| Exercise aim |
For the material that follows, list every line containing the word "closed".

| Dataset records |
=== Begin Enclosure ===

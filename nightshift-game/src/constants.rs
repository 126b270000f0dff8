//! Centralized balance and tuning constants for Nightshift game logic.
//!
//! These values define the deterministic math for the core simulation.
//! Keeping them together ensures that gameplay can only be adjusted via
//! code changes reviewed in version control, rather than through external
//! JSON assets.

// Debug logging ------------------------------------------------------------
pub(crate) const DEBUG_ENV_VAR: &str = "NIGHTSHIFT_DEBUG_LOGS";

// Timeline cadences --------------------------------------------------------
pub(crate) const CLOCK_PERIOD_MS: u64 = 15_000;
pub(crate) const METER_PERIOD_MS: u64 = 1_000;
pub(crate) const AMBIENT_PERIOD_MS: u64 = 8_000;

// Game clock ---------------------------------------------------------------
pub(crate) const DAWN_HOUR: u8 = 6;
pub(crate) const CLOCK_LABELS: [&str; 7] = [
    "12:00 AM", "1:00 AM", "2:00 AM", "3:00 AM", "4:00 AM", "5:00 AM", "6:00 AM",
];

// Energy meter -------------------------------------------------------------
pub(crate) const ENERGY_MAX: f32 = 100.0;
pub(crate) const BASE_DRAIN_PER_TICK: f32 = 0.5;
pub(crate) const DOOR_DRAIN_SURCHARGE: f32 = 2.0;
pub(crate) const VIEWPORT_DRAIN_SURCHARGE: f32 = 0.3;
pub(crate) const POWER_GRACE_MS: u64 = 2_000;

// Stalker decision tuning --------------------------------------------------
pub(crate) const INITIAL_AGGRESSION: f32 = 1.0;
pub(crate) const STALKER_FLOOR_MS: f32 = 500.0;
pub(crate) const INTERVAL_DECAY: f32 = 0.8;
pub(crate) const HOUR5_CALM: f32 = 0.3;
pub(crate) const LATE_GAME_HOUR: u8 = 4;
pub(crate) const AGGRESSION_BASE_INCREMENT: f32 = 0.05;
pub(crate) const AGGRESSION_MOVE_BONUS: f32 = 0.3;
pub(crate) const MOVE_CHANCE_CAP: f32 = 0.95;
pub(crate) const APPROACH_FORWARD_CHANCE: f32 = 0.8;
pub(crate) const CHOKEPOINT_RETREAT_CHANCE: f32 = 0.3;
pub(crate) const FEINT_CHANCE: f32 = 0.1;
pub(crate) const FEINT_REVERT_MS: u64 = 800;

// Hunting and trap escalation ----------------------------------------------
pub(crate) const HUNT_SPEEDUP: f32 = 0.25;
pub(crate) const HUNT_MOVE_BONUS: f32 = 0.15;
pub(crate) const TRAP_AGGRESSION_MULT: f32 = 3.0;
pub(crate) const TRAP_MOVE_BONUS: f32 = 0.1;

// Player interaction -------------------------------------------------------
pub(crate) const DOOR_STUN_MS: u64 = 3_000;
pub(crate) const CAMERA_STUN_MS: u64 = 2_000;
pub(crate) const DOOR_KNOCKBACK_STEPS: usize = 2;

// Ambient cue thresholds ---------------------------------------------------
pub(crate) const AMBIENT_HUM_ROLL: f32 = 0.10;
pub(crate) const AMBIENT_STATIC_ROLL: f32 = 0.15;
pub(crate) const AMBIENT_PROXIMITY_ROLL: f32 = 0.18;
//! Stalker decision engine.
//!
//! Each decision is a pure function of the current node, the door guard
//! state, the difficulty profile, and an injected uniform sampler, so every
//! branch can be pinned down in tests with a scripted RNG. The kernel owns
//! scheduling and side effects; this module owns the math.

use rand::Rng;

use crate::constants::{
    AGGRESSION_BASE_INCREMENT, AGGRESSION_MOVE_BONUS, APPROACH_FORWARD_CHANCE,
    CHOKEPOINT_RETREAT_CHANCE, FEINT_CHANCE, HOUR5_CALM, HUNT_MOVE_BONUS, HUNT_SPEEDUP,
    INTERVAL_DECAY, LATE_GAME_HOUR, MOVE_CHANCE_CAP, STALKER_FLOOR_MS, TRAP_AGGRESSION_MULT,
    TRAP_MOVE_BONUS,
};
use crate::difficulty::DifficultyProfile;
use crate::graph::{LocationGraph, Side, StalkerNode};
use crate::numbers::f32_to_interval_ms;
use crate::state::DoorState;

/// How a single movement step resolved spatially.
#[derive(Debug, Clone, Copy, PartialEq, Eq)]
pub enum StepAction {
    /// A regular relocation, or a deliberate hold at the current node.
    Step,
    /// Fake retreat to the junction; reverts to the chokepoint shortly.
    Feint { revert_to: Side },
}

/// Dusk slowdown factor: eases off once the late hours arrive, with a hard
/// lull in the final hour before dawn.
#[must_use]
pub fn late_game_calm(profile: &DifficultyProfile, hour: u8) -> f32 {
    if hour == 5 {
        HOUR5_CALM
    } else if hour >= LATE_GAME_HOUR {
        profile.late_game_calm
    } else {
        1.0
    }
}

#[must_use]
pub fn aggression_fraction(aggression: f32, profile: &DifficultyProfile) -> f32 {
    (aggression / profile.max_aggression).min(1.0)
}

/// Milliseconds until the next decision, recomputed after every decision.
#[must_use]
pub fn move_interval_ms(
    profile: &DifficultyProfile,
    aggression: f32,
    hour: u8,
    hunting: bool,
) -> u64 {
    let decay = 1.0 - aggression_fraction(aggression, profile) * INTERVAL_DECAY;
    let hunt_mult = if hunting { HUNT_SPEEDUP } else { 1.0 };
    let interval =
        profile.base_move_interval_ms * decay * late_game_calm(profile, hour) * hunt_mult;
    f32_to_interval_ms(interval, STALKER_FLOOR_MS)
}

/// Aggression gained by one decision. Grows with the hour; trap events
/// spike it sharply.
#[must_use]
pub fn aggression_step(profile: &DifficultyProfile, hour: u8, trapped: bool) -> f32 {
    let base = profile.aggression_growth * f32::from(hour + 1) * AGGRESSION_BASE_INCREMENT;
    if trapped {
        base * TRAP_AGGRESSION_MULT
    } else {
        base
    }
}

/// Probability that this decision relocates the stalker. Never reaches 1.
#[must_use]
pub fn move_chance(
    profile: &DifficultyProfile,
    aggression: f32,
    hour: u8,
    hunting: bool,
    trapped: bool,
) -> f32 {
    let base = profile.move_chance * late_game_calm(profile, hour);
    let aggression_bonus = aggression_fraction(aggression, profile) * AGGRESSION_MOVE_BONUS;
    let hunt_bonus = if hunting { HUNT_MOVE_BONUS } else { 0.0 };
    let trap_bonus = if trapped { TRAP_MOVE_BONUS } else { 0.0 };
    (base + aggression_bonus + hunt_bonus + trap_bonus).min(MOVE_CHANCE_CAP)
}

/// Whether occupying `node` with `doors` as guard state ends the run.
///
/// Evaluated against the post-move location, never the pre-move one.
#[must_use]
pub const fn is_attack_outcome(node: StalkerNode, doors: DoorState) -> bool {
    match node {
        StalkerNode::AtChokepoint(side) => !doors.closed(side),
        _ => false,
    }
}

fn roll<R: Rng + ?Sized>(rng: &mut R) -> f32 {
    rng.gen_range(0.0..1.0)
}

/// One movement step for the current node. `aggression` is the post-growth
/// value for this decision.
pub fn transition<R: Rng + ?Sized>(
    node: StalkerNode,
    doors: DoorState,
    profile: &DifficultyProfile,
    aggression: f32,
    graph: &LocationGraph,
    rng: &mut R,
) -> (StalkerNode, StepAction) {
    match node {
        StalkerNode::Home => {
            let next = if roll(rng) < 0.5 {
                StalkerNode::Approach(1)
            } else {
                graph.forward_of(StalkerNode::Approach(1))
            };
            (next, StepAction::Step)
        }
        StalkerNode::Approach(_) => {
            let smart = roll(rng) < profile.smart_movement;
            let next = if smart || roll(rng) < APPROACH_FORWARD_CHANCE {
                graph.forward_of(node)
            } else {
                graph.retreat_of(node, 1)
            };
            (next, StepAction::Step)
        }
        StalkerNode::Junction => {
            let smart = roll(rng) < profile.smart_movement;
            let next = if smart {
                match (doors.left, doors.right) {
                    (false, false) => pick_side(rng),
                    (false, true) => StalkerNode::AtChokepoint(Side::Left),
                    (true, false) => StalkerNode::AtChokepoint(Side::Right),
                    (true, true) => StalkerNode::Junction,
                }
            } else {
                pick_side(rng)
            };
            (next, StepAction::Step)
        }
        StalkerNode::AtChokepoint(side) => {
            if !doors.closed(side) {
                // Unguarded: the decision is the attack itself.
                return (node, StepAction::Step);
            }
            if roll(rng) < FEINT_CHANCE {
                return (StalkerNode::Junction, StepAction::Feint { revert_to: side });
            }
            let switch_chance =
                profile.door_switch_speed * (1.0 + aggression_fraction(aggression, profile));
            if roll(rng) < switch_chance && !doors.closed(side.other()) {
                return (StalkerNode::AtChokepoint(side.other()), StepAction::Step);
            }
            if roll(rng) < CHOKEPOINT_RETREAT_CHANCE {
                return (StalkerNode::Junction, StepAction::Step);
            }
            (node, StepAction::Step)
        }
    }
}

fn pick_side<R: Rng + ?Sized>(rng: &mut R) -> StalkerNode {
    if roll(rng) < 0.5 {
        StalkerNode::AtChokepoint(Side::Left)
    } else {
        StalkerNode::AtChokepoint(Side::Right)
    }
}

=== End Enclosure ===

| Response |
        StalkerNode::AtChokepoint(side) => !doors.closed(side),
            if !doors.closed(side) {
            if roll(rng) < switch_chance && !doors.closed(side.other()) {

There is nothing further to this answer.